The lesson: Understanding the dependence structure is essential for valid inference.

This is not merely academic—it affects real decisions.

Looking Ahead

Two Chapters, Two Emphases

Chapter 13: Time Domain Methods

  • ARIMA models: AR, MA, and their combinations
  • Forecasting and prediction intervals
  • Emphasis: predicting the future from the past

Chapter 14: Frequency Domain Methods

  • Periodogram and spectral density estimation
  • Coherence between series
  • Emphasis: understanding periodic structure

Both perspectives are needed for complete understanding.

The Dual Aims, Revisited

Time series analysis embodies the dual aims of data analysis:

Decision support: Forecast tomorrow’s value, next quarter’s earnings, next year’s climate

Scientific understanding: What periodic phenomena drive the system? What filtering has occurred? What is the physics?

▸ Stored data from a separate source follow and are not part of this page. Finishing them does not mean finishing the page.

use serde::{Deserialize, Serialize};
use serde_json::Value;

/// 规则字典条目
/// 由外部规则数据层加载，收集过程中只读
#[derive(Debug, Clone, Default, Serialize, Deserialize, PartialEq)]
#[serde(rename_all = "camelCase")]
pub struct RuleEntry {
    /// 规范键（小写、去空白、去花括号），字典内唯一
    #[serde(default)]
    pub key: String,
    #[serde(default, skip_serializing_if = "Option::is_none")]
    pub url: Option<String>,
    #[serde(default, skip_serializing_if = "Option::is_none")]
    pub full_url: Option<String>,
    /// 编制限制说明，缺失表示该条目无限制
    #[serde(default, skip_serializing_if = "Option::is_none")]
    pub composition_note: Option<String>,
    /// 属性表，原样透传
    #[serde(default, skip_serializing_if = "Option::is_none")]
    pub stats: Option<Value>,
}

impl RuleEntry {
    pub fn new(key: impl Into<String>) -> Self {
        Self {
            key: key.into(),
            ..Self::default()
        }
    }

    pub fn with_note(mut self, note: impl Into<String>) -> Self {
        self.composition_note = Some(note.into());
        self
    }

    pub fn with_full_url(mut self, full_url: impl Into<String>) -> Self {
        self.full_url = Some(full_url.into());
        self
    }

    /// 非空编制说明
    #[inline]
    pub fn note(&self) -> Option<&str> {
        self.composition_note.as_deref().filter(|n| !n.is_empty())
    }

    /// 字段级合并：other 中存在的字段覆盖当前值，缺失字段保留原值
    pub fn merge_from(&mut self, other: RuleEntry) {
        if other.url.is_some() {
            self.url = other.url;
        }
        if other.full_url.is_some() {
            self.full_url = other.full_url;
        }
        if other.composition_note.is_some() {
            self.composition_note = other.composition_note;
        }
        if other.stats.is_some() {
            self.stats = other.stats;
        }
    }
}
//! 通用规则源解析器 Trait

use crate::error::{CompResult, CompositionError};

// 规则文件类型枚举
#[derive(Debug, Clone, Copy, PartialEq, Eq)]
pub enum RuleFileType {
    RulesIndex,   // 导出的规则索引
    Supplemental, // 手工维护的补充表
    Synonyms,     // 同义词表
}

impl RuleFileType {
    pub fn to_str(&self) -> &str {
        match self {
            RuleFileType::RulesIndex => "rules_index",
            RuleFileType::Supplemental => "supplemental",
            RuleFileType::Synonyms => "synonyms",
        }
    }
}

// 泛型解析器特质
pub trait RuleSourceParser<O>: std::fmt::Debug + Send + Sync {
    fn rule_file_type(&self) -> RuleFileType;

    fn parse_from_value(&self, value: &serde_json::Value) -> CompResult<O>;

    fn parse_from_str(&self, content: &str) -> CompResult<O> {
        let value: serde_json::Value = serde_json::from_str(content).map_err(|e| {
            CompositionError::RuleParseError(format!("[{}] JSON解析失败: {}", self.rule_file_type().to_str(), e))
        })?;
        self.parse_from_value(&value)
    }

    fn parse_from_bytes(&self, bytes: &[u8]) -> CompResult<O> {
        let value: serde_json::Value = serde_json::from_slice(bytes).map_err(|e| {
            CompositionError::RuleParseError(format!("[{}] 字节流解析失败: {}", self.rule_file_type().to_str(), e))
        })?;
        self.parse_from_value(&value)
    }
}
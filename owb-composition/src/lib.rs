//! owb-composition - 军表编制说明收集
//! 规则数据加载合并 + 军表模型 + 收集门面，核心算法见 owb-composition-engine

pub mod army;
pub mod collector;
pub mod config;
pub mod error;
#[cfg(feature = "tracing")]
pub mod logging;
pub mod rule;

// 导出全局错误类型
pub use self::error::{CompResult, CompositionError};

// 导出配置模块核心结构体与构建器
pub use crate::config::{CustomConfigBuilder, RuleOptions, RuleOrigin, RulesConfig};

// 导出规则模块核心接口
pub use crate::rule::{RuleCacheManager, RuleLoader, SynonymTable};

// 导出军表与收集门面
pub use crate::army::ArmyList;
pub use crate::collector::{NoteCollector, NoteFormat};

#[cfg(feature = "tracing")]
pub use crate::logging::install_log_tracer;

// 内核类型再导出，调用方无需直接依赖内核 crate
pub use owb_composition_engine::{
    canonicalize, collect_all_army_notes, collect_army_notes, collect_unit_notes,
    format_notes_for_display, format_notes_for_print, resolve_name, ArmyNotes,
    CompositionNoteSet, RuleEntry, RulesDictionary, UnitKey, UnitNotes,
};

Effective forecasting rests on understanding; understanding is tested by predictive success.

The two aims are inseparable.

Summary

Key Insights

  1. Time series have memory—the present depends on the past

  2. Two equivalent descriptions: ACF (time domain) and spectrum (frequency domain)

  3. Fourier analysis is fundamental because sinusoids are eigenfunctions of time-shift

  4. Stationarity is the statistical counterpart of time-invariance

  5. Ignoring structure invalidates inference—ESS reveals your true sample size

  6. Understanding and prediction are intertwined—the dual aims made precise

Diagnostic Checklist

When you encounter a new time series:

  1. Plot the series: Look for trend, seasonality, level shifts, changing variance

  2. Check stationarity: Does \(X\) wander? Transform as needed

  3. Examine the ACF: How fast does it decay? Any oscillation?

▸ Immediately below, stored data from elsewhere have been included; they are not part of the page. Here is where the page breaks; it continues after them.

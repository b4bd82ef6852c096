/// 生成规范查找键：小写 + 去首尾空白 + 删除全部花括号
/// 花括号用于标记附加标签（如 `{renegade}`），不参与查找
/// 逗号保留，是否拆分复合名称由调用方决定
#[inline]
pub fn canonicalize(text: &str) -> String {
    let lowered = text.to_lowercase();
    lowered
        .trim()
        .chars()
        .filter(|c| *c != '{' && *c != '}')
        .collect()
}

/// 按逗号拆分复合名称，片段去空白，丢弃空片段
#[inline]
pub fn split_composite(text: &str) -> impl Iterator<Item = &str> {
    text.split(',').map(str::trim).filter(|seg| !seg.is_empty())
}

#[cfg(test)]
mod tests {
    use super::*;

    #[test]
    fn test_canonicalize_basic() {
        assert_eq!(canonicalize("  High Elf Prince \n"), "high elf prince");
    }

    #[test]
    fn test_canonicalize_strips_braces_anywhere() {
        assert_eq!(canonicalize("Great Weapon {renegade}"), "great weapon renegade");
        assert_eq!(canonicalize("{Hatred}"), "hatred");
    }

    #[test]
    fn test_canonicalize_keeps_commas() {
        // 逗号拆分是调用方职责
        assert_eq!(canonicalize("Martial Prowess, Valour of Ages"), "martial prowess, valour of ages");
    }

    #[test]
    fn test_canonicalize_unicode_lowercase() {
        assert_eq!(canonicalize("Großer Schild"), "großer schild");
        assert_eq!(canonicalize("ÉPÉE"), "épée");
    }

    #[test]
    fn test_split_composite() {
        let parts: Vec<&str> = split_composite(" Fly (9),  Swiftstride ,, Fear").collect();
        assert_eq!(parts, vec!["Fly (9)", "Swiftstride", "Fear"]);
    }

    #[test]
    fn test_split_composite_empty() {
        assert_eq!(split_composite(" , ").count(), 0);
    }
}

  4. Examine the spectrum: Any dominant peaks? Low-frequency dominance?

  5. Consider ESS: How much independent information do you really have?

  6. Ask both questions: What predicts the future? What structure is present?

Exercises

Team Exercise 1: Explore an astsa Dataset

Choose a time series from astsa not discussed today (e.g., nyse, oil, prodn):

  1. Plot the series. What features do you observe?
  2. Plot the ACF. Is there evidence of autocorrelation?
  3. Does the series appear stationary? What would you do if not?

Team Exercise 2: Simulate White Noise

Generate 500 observations of Gaussian white noise using rnorm():

  1. Plot the series, ACF, and spectrum.
  2. How do they compare to theoretical signatures (flat spectrum, ACF = 0 at all lags)?
  3. Repeat several times. How much sampling variation do you see?

Team Exercise 3: Effective Sample Size

For an AR(1) process, \(ESS \approx T \cdot (1 - \phi) / (1 + \phi)\).

  1. Calculate ESS for \(T = 200\) when \(\phi = 0.5\), \(0.8\), \(0.95\).
  2. What happens as \(\phi \to 1\)?
  3. You have \(T = 100\) observations with estimated \(\phi = 0.7\). How wide should your confidence interval for the mean be, compared to the naive interval?

Discussion Questions

  1. You fit a regression and the residuals have ACF(1) = 0.4. What are the implications?

  2. When is first differencing appropriate? When might it remove too much signal?

  3. “The spectrum and ACF contain the same information.” True in theory—why might one be more useful in practice?